Self-affirmation is also relevant to discussions of racial equity in education because the intervention reflects a fundamental concept underlying racial equity: personhood. It offers students a chance to affirm their value as human beings, and this may be one of the mechanisms through which it helps disrupts the destructive cycle of stereotype threat. This simple assertion embodies a core idea underlying the civil rights movement: that racial equity requires recognizing and treating Black and Brown people as fully human.   

Your current IES study aims to replicate prior research on self-affirmation. Why is replication important?

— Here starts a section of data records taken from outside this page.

//! Assistants API 客户端
//!
//! 封装文件上传、线程、运行和消息相关的 HTTP 调用
use async_trait::async_trait;
use reqwest::multipart::{Form, Part};
use reqwest::{Client, RequestBuilder};
use serde_json::{json, Value as JsonValue};
use tracing::{debug, warn};

use crate::clients::backend::{FileHandle, GenerationBackend, RunHandle, RunStatus};
use crate::config::Config;
use crate::error::RemoteError;
use crate::models::Attachment;

const BETA_HEADER: &str = "OpenAI-Beta";
const BETA_VALUE: &str = "assistants=v2";

/// Assistants 客户端
pub struct AssistantClient {
    http: Client,
    api_key: String,
    api_base_url: String,
    assistant_id: String,
}

impl AssistantClient {
    /// 创建新的 Assistants 客户端
    pub fn new(config: &Config) -> Self {
        Self {
            http: Client::new(),
            api_key: config.llm_api_key.clone(),
            api_base_url: config.llm_api_base_url.trim_end_matches('/').to_string(),
            assistant_id: config.assistant_id.clone(),
        }
    }

    fn url(&self, path: &str) -> String {
        format!("{}/{}", self.api_base_url, path)
    }

    fn authorized(&self, request: RequestBuilder) -> RequestBuilder {
        request
            .bearer_auth(&self.api_key)
            .header(BETA_HEADER, BETA_VALUE)
    }

    /// 发送请求并检查状态码，返回 JSON 响应体
    async fn send_json(&self, request: RequestBuilder, endpoint: &str) -> Result<JsonValue, RemoteError> {
        let response = self
            .authorized(request)
            .send()
            .await
            .map_err(|e| RemoteError::request_failed(endpoint, e))?;

        let status = response.status();
        if !status.is_success() {
            let body = response.text().await.unwrap_or_default();
            warn!("Assistants API 返回错误状态 {} ({})", status, endpoint);
            return Err(RemoteError::BadStatus {
                endpoint: endpoint.to_string(),
                status: status.as_u16(),
                body,
            });
        }

        response
            .json()
            .await
            .map_err(|e| RemoteError::request_failed(endpoint, e))
    }

    async fn create_thread(&self, prompt: &str, files: &[FileHandle]) -> Result<String, RemoteError> {
        let endpoint = self.url("threads");
        let body = thread_body(prompt, files);
        let response = self
            .send_json(self.http.post(&endpoint).json(&body), &endpoint)
            .await?;
        string_field(&response, "id", &endpoint)
    }
}

#[async_trait]
impl GenerationBackend for AssistantClient {
    fn name(&self) -> &str {
        "assistant"
    }

    async fn upload(&self, attachment: &Attachment) -> Result<FileHandle, RemoteError> {
        let endpoint = self.url("files");
        debug!(
            "上传附件 {} ({} 字节)",
            attachment.file_name,
            attachment.bytes.len()
        );

        let part = Part::bytes(attachment.bytes.clone()).file_name(attachment.file_name.clone());
        let form = Form::new().text("purpose", "assistants").part("file", part);

        let response = self
            .send_json(self.http.post(&endpoint).multipart(form), &endpoint)
            .await?;

        Ok(FileHandle {
            id: string_field(&response, "id", &endpoint)?,
            file_name: attachment.file_name.clone(),
        })
    }

    async fn release(&self, file: &FileHandle) -> Result<(), RemoteError> {
        let endpoint = self.url(&format!("files/{}", file.id));
        self.send_json(self.http.delete(&endpoint), &endpoint).await?;
        debug!("已删除附件 {} ({})", file.file_name, file.id);
        Ok(())
    }

    async fn submit(&self, prompt: &str, files: &[FileHandle]) -> Result<RunHandle, RemoteError> {
        let thread_id = self.create_thread(prompt, files).await?;

        let endpoint = self.url(&format!("threads/{}/runs", thread_id));
        let body = json!({ "assistant_id": self.assistant_id });
        let response = self
            .send_json(self.http.post(&endpoint).json(&body), &endpoint)
            .await?;

        let run_id = string_field(&response, "id", &endpoint)?;
        debug!("已创建运行 {} (线程 {})", run_id, thread_id);
        Ok(RunHandle { thread_id, run_id })
    }

    async fn status(&self, run: &RunHandle) -> Result<RunStatus, RemoteError> {
        let endpoint = self.url(&format!("threads/{}/runs/{}", run.thread_id, run.run_id));
        let response = self.send_json(self.http.get(&endpoint), &endpoint).await?;
        let status = string_field(&response, "status", &endpoint)?;
        let reason = response
            .get("last_error")
            .and_then(|e| e.get("message"))
            .and_then(|m| m.as_str())
            .map(str::to_string);
        Ok(RunStatus::from_api(&status, reason))
    }

    async fn fetch(&self, run: &RunHandle) -> Result<String, RemoteError> {
        let endpoint = self.url(&format!("threads/{}/messages", run.thread_id));
        let request = self
            .http
            .get(&endpoint)
            .query(&[("order", "desc"), ("limit", "1"), ("run_id", run.run_id.as_str())]);
        let response = self.send_json(request, &endpoint).await?;

        extract_message_text(&response).ok_or_else(|| RemoteError::EmptyResponse {
            backend: self.name().to_string(),
        })
    }
}

/// 构建创建线程的请求体，附件交给 file_search 工具
fn thread_body(prompt: &str, files: &[FileHandle]) -> JsonValue {
    let attachments: Vec<JsonValue> = files
        .iter()
        .map(|f| json!({ "file_id": f.id, "tools": [{ "type": "file_search" }] }))
        .collect();

    json!({
        "messages": [{
            "role": "user",
            "content": prompt,
            "attachments": attachments,
        }]
    })
}

/// 取出最新一条消息中的第一段文本
fn extract_message_text(body: &JsonValue) -> Option<String> {
    body.get("data")?
        .as_array()?
        .first()?
        .get("content")?
        .as_array()?
        .iter()
        .filter(|part| part.get("type").and_then(|t| t.as_str()) == Some("text"))
        .find_map(|part| part.get("text")?.get("value")?.as_str())
        .map(|text| text.trim().to_string())
        .filter(|text| !text.is_empty())
}

fn string_field(body: &JsonValue, field: &str, endpoint: &str) -> Result<String, RemoteError> {
    body.get(field)
        .and_then(|v| v.as_str())
        .map(str::to_string)
        .ok_or_else(|| RemoteError::unexpected(endpoint, format!("缺少字段 `{}`", field)))
}
pub mod exam_store;

pub use exam_store::{load_exam, save_exam};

Too often, I have seen researchers, policy makers, practitioners, and funders make the mistake of misinterpreting results from a single, even rigorously designed, study as answering the question of whether an intervention or strategy works. Reality is more complex. What we can learn from a single study is usually something closer to the extent to which an approach worked in this place (or places) at this time. Under pressure for answers to pressing policy problems, we may rush to scale approaches or interventions with evidence from one or two well designed studies, only to find out that they don’t work at scale, or in a subsequent implementation, and we don’t know why.

It may be better to ask, “To what extent does an approach generate impacts, under what circumstances does it do so, and why?” Systematically replicating initial causal studies, enables researchers to address these questions more effectively. Rather than guessing at post hoc explanations of the patterns we observe, replication systematically tests hypotheses regarding how implementation, context, and other moderators and mediators affect program impacts. Doing so prior to undertaking massive scaling efforts therefore helps reduce the extent to which money, effort, and, perhaps most importantly, public will, are expended on strategies with fundamental limitations. Replication enables us to more systemically study and understand mechanisms of action, improving the extent to which we implement or scale interventions in contexts and situations in which they are likely to be most effective.